-------- Material to process --------

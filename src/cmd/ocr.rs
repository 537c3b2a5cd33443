//! The `ocr` subcommand.

use clap::Args;

use super::azure_orchestrator;
use crate::{
    config::VisionConfig,
    data_url::decode_base64_payload,
    ocr::{
        OrchestratorOpts,
        file_type::{CLI_IMAGE_EXTENSIONS, FileType},
    },
    prelude::*,
    ui::Ui,
};

/// Options for the `ocr` subcommand.
#[derive(Debug, Args)]
pub struct OcrOpts {
    /// The PDF or image file to OCR.
    #[clap(required_unless_present = "base64", conflicts_with = "base64")]
    pub input_path: Option<PathBuf>,

    /// Base64-encoded file data to OCR instead of a file. May be a `data:`
    /// URL.
    #[clap(long, value_name = "DATA", requires = "file_type")]
    pub base64: Option<String>,

    /// The type of the `--base64` data.
    #[clap(long = "type", value_enum, requires = "base64")]
    pub file_type: Option<FileType>,

    #[clap(flatten)]
    pub orchestrator_opts: OrchestratorOpts,
}

/// The `ocr` subcommand. Prints the extracted text to standard output.
#[instrument(level = "debug", skip_all)]
pub async fn cmd_ocr(ui: Ui, opts: &OcrOpts) -> Result<()> {
    let config = VisionConfig::from_env(None)?;
    let ocr = azure_orchestrator(ui, config, &opts.orchestrator_opts)?;

    let text = match (&opts.input_path, &opts.base64, opts.file_type) {
        (Some(path), _, _) => {
            if !tokio::fs::try_exists(path).await.unwrap_or(false) {
                return Err(anyhow!("file not found: {}", path.display()));
            }
            let file_type = FileType::for_path(path, CLI_IMAGE_EXTENSIONS)?;
            info!(path = %path.display(), ?file_type, "OCRing file");
            ocr.ocr_file(path, file_type).await?
        }
        (None, Some(data), Some(file_type)) => {
            let data = decode_base64_payload(data)?;
            info!(bytes = data.len(), ?file_type, "OCRing base64 data");
            ocr.ocr_buffer(data, file_type).await?
        }
        _ => return Err(anyhow!("must specify a file, or --base64 and --type")),
    };

    println!("{text}");
    Ok(())
}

--------

• [Task statement]
Whenever the word "await" shows up in a line of the entries, list that line.

• [Response to this task]
            if !tokio::fs::try_exists(path).await.unwrap_or(false) {
            ocr.ocr_file(path, file_type).await?
            ocr.ocr_buffer(data, file_type).await?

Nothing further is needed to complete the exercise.